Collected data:

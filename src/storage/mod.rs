//! Secret storage for issued batches
//!
//! - Memory: every secret of a batch stays resident in the grant
//! - File: secrets are written to `<tokens dir>/<base64url(stamp)>` and read back one at a
//!   time as the cursor advances
//!
//! The mode is chosen once at startup; the rest of the server only sees the
//! [`SecretStore`] and [`SecretSource`] traits.

mod file;
mod memory;

pub use file::{FileSecrets, FileStore};
pub use memory::{MemorySecrets, MemoryStore};

use crate::auth::{Secret, Timestamp};
use std::path::PathBuf;
use std::sync::Arc;
use thiserror::Error;

#[derive(Debug, Error)]
pub enum StorageError {
    #[error("i/o error on {path}: {source}")]
    Io {
        path: PathBuf,
        #[source]
        source: std::io::Error,
    },

    #[error("secret index {index} out of range for batch of {count}")]
    OutOfRange { index: u16, count: usize },

    #[error("empty batch")]
    EmptyBatch,
}

/// Where the secrets of one batch come from
pub trait SecretSource: Send + Sync {
    /// Resident sources answer without I/O and may be queried under the registry lock
    fn is_resident(&self) -> bool;

    /// Secret at `index` in the batch. File-backed sources block on disk I/O.
    fn secret_at(&self, index: u16) -> Result<Secret, StorageError>;

    /// Release any durable artifact. Called once the grant leaves the registry.
    fn discard(&self);
}

/// Persists freshly minted batches
pub trait SecretStore: Send + Sync {
    /// Store a full batch before the grant is registered. On error nothing is left behind.
    fn persist(
        &self,
        issued_at: Timestamp,
        secrets: &[Secret],
    ) -> Result<Arc<dyn SecretSource>, StorageError>;

    fn name(&self) -> &'static str;
}

#[derive(Debug, Clone, Copy, PartialEq, Eq, clap::ValueEnum)]
pub enum StorageMode {
    Memory,
    File,
}

impl StorageMode {
    pub fn build(self, tokens_dir: PathBuf) -> Result<Arc<dyn SecretStore>, StorageError> {
        Ok(match self {
            StorageMode::Memory => Arc::new(MemoryStore),
            StorageMode::File => Arc::new(FileStore::new(tokens_dir)?),
        })
    }
}
//! MQTT-MTD token client
//!
//! Fetches single-use topic tokens from the issuer over mutual TLS and keeps the unused
//! remainder of each batch on disk, handing every token out exactly once.
//!
//! # Example
//!
//! ```no_run
//! use mqttmtd_client::{ClientConfig, FetchRequest, TlsIssuerClient, TokenStore};
//! use mqttmtd::auth::AccessType;
//! use std::sync::Arc;
//!
//! #[tokio::main]
//! async fn main() -> Result<(), Box<dyn std::error::Error>> {
//!     let config = ClientConfig::new("server.local:18883")
//!         .certs("ca.crt", "client.crt", "client.key")
//!         .tokens_dir("./tokens");
//!     let issuer = Arc::new(TlsIssuerClient::new(&config)?);
//!     let store = TokenStore::new(&config.tokens_dir, issuer)?;
//!
//!     // Publish on "sensors/temp" using the token text as the topic name
//!     let issued = store
//!         .fetch("sensors/temp", &FetchRequest::new(AccessType::Publish, 16))
//!         .await?;
//!     println!("{}", issued.token.to_base64());
//!
//!     Ok(())
//! }
//! ```

mod config;
mod error;
mod issuer;
mod store;

pub use config::ClientConfig;
pub use error::{ClientError, Result};
pub use issuer::{IssuerClient, TlsIssuerClient};
pub use store::{commit, stage_record, FetchRequest, IssuedToken, TokenKey, TokenStore};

ACTION ITEM: If a line in the entries holds the string "ClientConfig", copy it.

ANSWER SECTION:
//! use mqttmtd_client::{ClientConfig, FetchRequest, TlsIssuerClient, TokenStore};
//!     let config = ClientConfig::new("server.local:18883")
pub use config::ClientConfig;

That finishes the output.